[What the task asks] Within the listing below, filter for "Orange" and copy every matching line.

[Input data]
Content starts
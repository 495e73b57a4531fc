//! Common error infrastructure for game-core.
//!
//! Domain-specific errors (e.g. `RoundError`, `GuessError`) are defined in
//! their respective modules alongside the operations they validate. This
//! module provides the classification shared by all of them.
//!
//! # Design Principles
//!
//! - **Type Safety**: each operation has its own error type with specific variants
//! - **Severity Classification**: errors are categorized so callers can tell a
//!   programming error apart from a corrupted state
//! - **No partial mutation**: every fallible operation validates before it
//!   touches any state

/// Severity level of an error, used for categorization and recovery strategies.
#[derive(Clone, Copy, Debug, PartialEq, Eq, Hash)]
#[cfg_attr(feature = "serde", derive(serde::Serialize, serde::Deserialize))]
pub enum ErrorSeverity {
    /// Invalid input, should not retry without changes.
    ///
    /// Examples: guess length mismatch, unknown difficulty name
    Validation,

    /// Unexpected state inconsistency.
    ///
    /// These indicate bugs and should be investigated.
    Internal,

    /// Unrecoverable error, the profile data cannot be trusted.
    Fatal,
}

/// Common trait for all game-core errors.
///
/// # Implementation Guidelines
///
/// - All error enums should implement this trait
/// - Use `#[derive(thiserror::Error)]` for Display/Error impl
/// - Classify severity based on recoverability, not impact
pub trait GameError: core::fmt::Display + core::fmt::Debug {
    /// Returns the severity level of this error.
    fn severity(&self) -> ErrorSeverity;

    /// Returns a static string identifier for this error variant.
    ///
    /// Default implementation uses the error type name.
    fn error_code(&self) -> &'static str {
        core::any::type_name::<Self>()
    }
}
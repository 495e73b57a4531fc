//! Unified error types surfaced by the runtime API.
//!
//! Wraps failures from rule validation and repositories so front-ends can
//! bubble them up with consistent context.

use thiserror::Error;

use game_core::{ErrorSeverity, GameError, RejectedGuess, RoundError};

pub use crate::repository::RepositoryError;

pub type Result<T> = std::result::Result<T, RuntimeError>;

#[derive(Debug, Error)]
pub enum RuntimeError {
    #[error("no user is logged in")]
    NoActiveUser,

    #[error("username must not be empty")]
    EmptyUsername,

    #[error("unknown user '{username}'")]
    UnknownUser { username: String },

    #[error(transparent)]
    Round(#[from] RoundError),

    /// The guess did not fit the round; the round is returned unplayed.
    #[error(transparent)]
    Rejected(#[from] RejectedGuess),

    #[error("failed to encode user collection: {0}")]
    Encode(#[source] serde_json::Error),

    #[error(transparent)]
    Repository(#[from] RepositoryError),
}

impl RuntimeError {
    /// Severity of the underlying failure.
    ///
    /// Caller mistakes are `Validation`; storage failures are `Internal`.
    pub fn severity(&self) -> ErrorSeverity {
        match self {
            RuntimeError::NoActiveUser
            | RuntimeError::EmptyUsername
            | RuntimeError::UnknownUser { .. } => ErrorSeverity::Validation,
            RuntimeError::Round(err) => err.severity(),
            RuntimeError::Rejected(rejected) => rejected.error.severity(),
            RuntimeError::Encode(_) | RuntimeError::Repository(_) => ErrorSeverity::Internal,
        }
    }
}
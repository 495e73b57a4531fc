use std::sync::Arc;

use game_core::{
    Achievement, Color, Difficulty, GuessError, GuessSequence, Milestone, Outcome, Round,
    RoundError,
};
use runtime::{BlobRepository, GameSession, InMemoryBlobRepo, RuntimeError};

fn session() -> GameSession {
    GameSession::builder().seed(7).build()
}

#[test]
fn guess_requires_login() {
    let mut session = session();
    let round = session.start_round(Difficulty::Easy);
    let guess = GuessSequence::new(round.reveal()).unwrap();

    let err = session.submit_guess(round, &guess).unwrap_err();
    assert!(matches!(err, RuntimeError::NoActiveUser));
}

#[test]
fn easy_perfect_round_updates_profile() {
    let mut session = session();
    session.login("alice").unwrap();

    let round = Round::from_hidden(Difficulty::Easy, &[Color::Cyan, Color::Blue]).unwrap();
    let guess = GuessSequence::new(&[Color::Cyan, Color::Blue]).unwrap();
    let record = session.submit_guess(round, &guess).unwrap();

    assert_eq!(record.id, 1);
    assert_eq!(record.outcome_label, Outcome::Great);
    assert_eq!(record.score, 2);
    assert_eq!(record.round_win_rate, 1.0);
    assert_eq!(record.target_colors, vec![Color::Cyan, Color::Blue]);

    let profile = session.fetch_profile("alice").unwrap();
    assert_eq!(profile.total_score, 2);
    assert_eq!(profile.games_played, 1);
    assert_eq!(profile.win_rate, 1.0);
    assert!(profile.milestones.first_easy_played);
}

#[test]
fn medium_partial_round() {
    let mut session = session();
    session.login("bob").unwrap();

    let round = Round::from_hidden(
        Difficulty::Medium,
        &[Color::Red, Color::Orange, Color::Yellow],
    )
    .unwrap();
    let guess = GuessSequence::new(&[Color::Orange, Color::Red, Color::Yellow]).unwrap();
    let record = session.submit_guess(round, &guess).unwrap();

    assert_eq!(record.outcome_label, Outcome::AlmostThere);
    assert_eq!(record.score, 2);
    assert!((record.round_win_rate - 1.0 / 3.0).abs() < 1e-9);
    assert_eq!(session.active_profile().unwrap().win_rate, 0.0);
}

#[test]
fn first_hard_great_unlocks_progress() {
    let mut session = session();
    session.login("carol").unwrap();

    let hidden = [Color::Red, Color::Green, Color::Blue, Color::Purple];
    let round = Round::from_hidden(Difficulty::Hard, &hidden).unwrap();
    let guess = GuessSequence::new(&hidden).unwrap();
    let report = session.play_round(round, &guess).unwrap();

    assert_eq!(report.record.score, 12);
    assert_eq!(report.progress.milestones.len(), 2);
    assert!(report.progress.milestones.contains(&Milestone::Over10Score));
    assert!(report.progress.milestones.contains(&Milestone::FirstHardPlayed));
    assert!(report.progress.achievements.contains(&Achievement::StrategicThinker));

    let profile = session.fetch_profile("carol").unwrap();
    assert_eq!(profile.total_score, 12);
    assert!(profile.milestones.over10_score);
    assert!(!profile.milestones.over20_score);
}

#[test]
fn score_milestone_crosses_on_third_round() {
    let mut session = session();
    session.login("dave").unwrap();

    let round = || {
        Round::from_hidden(
            Difficulty::Medium,
            &[Color::Red, Color::Orange, Color::Yellow],
        )
        .unwrap()
    };
    // Two hits on medium: 4 points, "Almost There".
    let guess = GuessSequence::new(&[Color::Red, Color::Orange, Color::Red]).unwrap();

    session.submit_guess(round(), &guess).unwrap();
    session.submit_guess(round(), &guess).unwrap();
    let profile = session.active_profile().unwrap();
    assert_eq!(profile.total_score, 8);
    assert!(!profile.milestones.over10_score);

    let report = session.play_round(round(), &guess).unwrap();
    assert_eq!(report.progress.milestones, vec![Milestone::Over10Score]);

    let profile = session.active_profile().unwrap();
    assert_eq!(profile.total_score, 12);
    assert_eq!(profile.games_played, 3);
    assert!(profile.milestones.over10_score);
}

#[test]
fn length_mismatch_changes_nothing() {
    let repo: Arc<dyn BlobRepository> = Arc::new(InMemoryBlobRepo::new());
    let mut session = GameSession::builder().repository(repo.clone()).seed(1).build();
    session.login("erin").unwrap();
    let stored_before = repo.load("users").unwrap();

    let round = session.start_round(Difficulty::Hard);
    let guess = GuessSequence::new(&[Color::Red, Color::Green]).unwrap();
    let err = session.submit_guess(round, &guess).unwrap_err();

    let rejected = match err {
        RuntimeError::Rejected(rejected) => rejected,
        other => panic!("expected a rejected guess, got {other:?}"),
    };
    assert_eq!(
        rejected.error,
        GuessError::LengthMismatch {
            expected: 4,
            actual: 2
        }
    );
    let profile = session.fetch_profile("erin").unwrap();
    assert!(profile.history.is_empty());
    assert_eq!(profile.games_played, 0);
    assert_eq!(repo.load("users").unwrap(), stored_before);
}

#[test]
fn rejected_round_is_returned_for_retry() {
    let mut session = session();
    session.login("kim").unwrap();

    let round = session.start_round(Difficulty::Medium);
    let hidden = round.reveal().to_vec();
    let short = GuessSequence::new(&hidden[..1]).unwrap();

    let round = match session.submit_guess(round, &short) {
        Err(RuntimeError::Rejected(rejected)) => rejected.into_round(),
        other => panic!("expected a rejected guess, got {other:?}"),
    };
    assert_eq!(round.reveal(), hidden.as_slice());

    let guess = GuessSequence::new(&hidden).unwrap();
    let record = session.submit_guess(round, &guess).unwrap();

    assert_eq!(record.id, 1);
    assert_eq!(record.outcome_label, Outcome::Great);
    let profile = session.active_profile().unwrap();
    assert_eq!(profile.games_played, 1);
    assert_eq!(profile.total_score, 6);
}

#[test]
fn each_round_yields_one_record() {
    let mut session = session();
    session.login("lee").unwrap();

    for _ in 0..5 {
        let round = session.start_round(Difficulty::Easy);
        let guess = GuessSequence::new(round.reveal()).unwrap();
        session.submit_guess(round, &guess).unwrap();
    }

    let profile = session.active_profile().unwrap();
    assert_eq!(profile.games_played, 5);
    assert_eq!(profile.history.len(), 5);
    assert_eq!(profile.total_score, 10);
}

#[test]
fn unknown_difficulty_is_rejected() {
    let mut session = session();
    let err = session.start_round_named("extreme").unwrap_err();
    assert!(matches!(
        err,
        RuntimeError::Round(RoundError::UnknownDifficulty { .. })
    ));

    let round = session.start_round_named("HARD").unwrap();
    assert_eq!(round.difficulty(), Difficulty::Hard);
}

#[test]
fn generated_rounds_respect_palette() {
    let mut session = session();
    for difficulty in Difficulty::ALL {
        for _ in 0..50 {
            let round = session.start_round(difficulty);
            let hidden = round.reveal();
            assert_eq!(hidden.len(), difficulty.slot_count());
            assert!(hidden.iter().all(|c| difficulty.allows(*c)));
            for (i, c) in hidden.iter().enumerate() {
                assert!(!hidden[i + 1..].contains(c));
            }
        }
    }
}

#[test]
fn same_seed_replays_same_rounds() {
    let mut a = GameSession::builder().seed(99).build();
    let mut b = GameSession::builder().seed(99).build();

    for _ in 0..20 {
        let ra = a.start_round(Difficulty::Hard);
        let rb = b.start_round(Difficulty::Hard);
        assert_eq!(ra.reveal(), rb.reveal());
    }
}

#[test]
fn profiles_persist_across_sessions() {
    let repo: Arc<dyn BlobRepository> = Arc::new(InMemoryBlobRepo::new());

    {
        let mut session = GameSession::builder().repository(repo.clone()).build();
        session.login("Frank").unwrap();
        let round = session.start_round(Difficulty::Easy);
        let guess = GuessSequence::new(round.reveal()).unwrap();
        session.submit_guess(round, &guess).unwrap();
    }

    let session = GameSession::builder().repository(repo).build();
    let profile = session.fetch_profile("frank").unwrap();
    assert_eq!(profile.username, "Frank");
    assert_eq!(profile.games_played, 1);
    assert_eq!(profile.total_score, 2);
    assert_eq!(profile.history[0].outcome_label, Outcome::Great);
}

#[test]
fn history_ids_are_sequential() {
    let mut session = session();
    session.login("gina").unwrap();

    for expected in 1..=5 {
        let round = session.start_round(Difficulty::Medium);
        let mut guess = round.blank_guess();
        for color in round.reveal() {
            guess.push(*color).unwrap();
        }
        let record = session.submit_guess(round, &guess).unwrap();
        assert_eq!(record.id, expected);
    }
    assert_eq!(session.active_profile().unwrap().history.len(), 5);
}

#[test]
fn fetch_missing_profile_is_none() {
    let session = session();
    assert!(session.fetch_profile("nobody").is_none());
}

#[test]
fn ensure_profile_does_not_log_in() {
    let mut session = session();
    session.ensure_profile("hal").unwrap();
    assert!(session.active_profile().is_none());
    assert!(!session.is_active("hal"));

    session.login("HAL").unwrap();
    assert!(session.is_active("hal"));
    assert_eq!(session.store().len(), 1);
}

#[test]
fn clear_all_data_logs_out() {
    let mut session = session();
    session.login("ivy").unwrap();
    session.clear_all_data().unwrap();

    assert!(session.active_profile().is_none());
    assert!(session.store().is_empty());
}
Content ends
[Result]
        &[Color::Red, Color::Orange, Color::Yellow],
    let guess = GuessSequence::new(&[Color::Orange, Color::Red, Color::Yellow]).unwrap();
            &[Color::Red, Color::Orange, Color::Yellow],
    let guess = GuessSequence::new(&[Color::Red, Color::Orange, Color::Red]).unwrap();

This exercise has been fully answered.